Dalrymple declined to criticize the meteorologists who got the forecast wrong. He said he understood the need for caution when so many lives were potentially at risk.
“It doesn’t bother me when they warn people like that,” he said. “You have no idea what direction the storm will go, so you have to be safe.”
At Sunsations, a women’s boutique next to Dalrymple’s, owner Elizabeth Essick was cutting prices on some dresses by 40 percent on Labor Day.
Essick said business was steady on Saturday and Sunday, but tailed off on Monday. One good thing, she noted, was that the people who did stay in town for the weekend were out shopping.
“It wasn’t a complete loss,” she said.
Essick said she wasn’t angered by the premature storm forecast. Like Dalrymple, Essick stressed that protecting everyone’s safety was paramount.
“I don’t think you can control Mother Nature,” she said.
Tia Tracey, an owner of James’ Fudge, another business anchor at the ocean end of JFK Boulevard, estimated her sales were off 20 percent to 25 percent for the holiday.
“It wasn’t a horrible weekend,” she said. “The fact that it wasn’t rainy, people hung out on Sunday to see what it was like.”
Tracey said she believed that many tourists were scared away by the media’s intense coverage of Hermine. She noted that media interest in storms at the Jersey Shore has heightened since Hurricane Sandy’s widespread destruction in 2012.

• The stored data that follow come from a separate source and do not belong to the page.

use std::sync::LazyLock;

use itertools::Itertools;
use regex::Regex;
use serde::Serialize;

static FM_RATING_RE: LazyLock<Regex> = LazyLock::new(|| {
    Regex::new(r"\bFM\b\s*(?i:global\s*)?(?i:approv(?:al|als|ed)\s*)?(?i:class\s*)?(?i:rating\s*)?[:#]?\s*(\d{1,2}-\d{2,3})\b").unwrap()
});
static FM_STANDARD_RE: LazyLock<Regex> = LazyLock::new(|| {
    Regex::new(r"\bFM\b\s*(?i:global\s*)?(?i:approv(?:al|als|ed)\s*)?(?i:standard\s*)?[:#]?\s*(4\d{3})\b").unwrap()
});
static ROOFNAV_RE: LazyLock<Regex> = LazyLock::new(|| {
    Regex::new(r"(?i)\broof\s?nav\s*(?:assembly\s*)?(?:no\.?|#|number|id)?\s*:?\s*(\d{4,})\b").unwrap()
});

static UL_CLASS_RE: LazyLock<Regex> = LazyLock::new(|| {
    Regex::new(r"\bUL\b\s*(?i:listed\s*)?(?i:class\s+)([ABCabc])\b").unwrap()
});
static FIRE_CLASS_RE: LazyLock<Regex> = LazyLock::new(|| {
    Regex::new(r"(?i)\bclass\s+([abc])\s+(?:fire|roof|rated|rating|assembly|listed)\b").unwrap()
});
static UL_NUMBER_RE: LazyLock<Regex> = LazyLock::new(|| {
    Regex::new(r"\bUL\b\s*(?i:(?:listing|listed|design|file|standard)\s*)?(?i:no\.?\s*|#\s*)?([A-Z]{0,4}\d{3,}[A-Z]?)\b").unwrap()
});

static ASTM_RE: LazyLock<Regex> = LazyLock::new(|| {
    Regex::new(r"(?i)\bASTM\s*([A-G])\s?-?\s?(\d{2,5})\b").unwrap()
});
/// Bare designators such as "D6878" outside an "ASTM" prefix.
static BARE_ASTM_RE: LazyLock<Regex> = LazyLock::new(|| Regex::new(r"\b([CDE])(\d{4})\b").unwrap());

#[derive(Debug, Clone, Default, PartialEq, Serialize)]
pub struct ApprovalSet {
    pub fm: Vec<String>,
    pub ul: Vec<String>,
    pub astm: Vec<String>,
}

impl ApprovalSet {
    pub fn is_empty(&self) -> bool {
        self.fm.is_empty() && self.ul.is_empty() && self.astm.is_empty()
    }
}

/// Every (position, normalized value) hit, ordered by position and deduped.
fn collect(hits: impl Iterator<Item = (usize, String)>) -> Vec<String> {
    hits.sorted_by_key(|(at, _)| *at)
        .map(|(_, v)| v)
        .unique()
        .collect()
}

pub fn extract_approvals(text: &str) -> ApprovalSet {
    let fm = FM_RATING_RE
        .captures_iter(text)
        .chain(FM_STANDARD_RE.captures_iter(text))
        .filter_map(|c| Some((c.get(0)?.start(), format!("FM {}", c.get(1)?.as_str()))))
        .chain(
            ROOFNAV_RE
                .captures_iter(text)
                .filter_map(|c| Some((c.get(0)?.start(), format!("RoofNav {}", c.get(1)?.as_str())))),
        );

    let ul = UL_CLASS_RE
        .captures_iter(text)
        .chain(FIRE_CLASS_RE.captures_iter(text))
        .filter_map(|c| {
            let class = c.get(1)?.as_str().to_uppercase();
            Some((c.get(0)?.start(), format!("Class {}", class)))
        })
        .chain(
            UL_NUMBER_RE
                .captures_iter(text)
                .filter_map(|c| Some((c.get(0)?.start(), format!("UL {}", c.get(1)?.as_str())))),
        );

    let astm = ASTM_RE
        .captures_iter(text)
        .chain(BARE_ASTM_RE.captures_iter(text))
        .filter_map(|c| {
            let letter = c.get(1)?.as_str().to_uppercase();
            Some((c.get(0)?.start(), format!("{}{}", letter, c.get(2)?.as_str())))
        });

    ApprovalSet {
        fm: collect(fm),
        ul: collect(ul),
        astm: collect(astm),
    }
}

Just steps from Tracey’s store, Beth and Kevin Wortman were marveling at the rough waves breaking on the beaches. The Wortmans, of Hammonton, stopped in Sea Isle while taking a holiday jaunt along the shore to check out any damage caused by Hermine.
What they found was an unblemished beachfront lacking the usual holiday crowds.
“I was surprised it was so quiet on a holiday,” Beth Wortman said.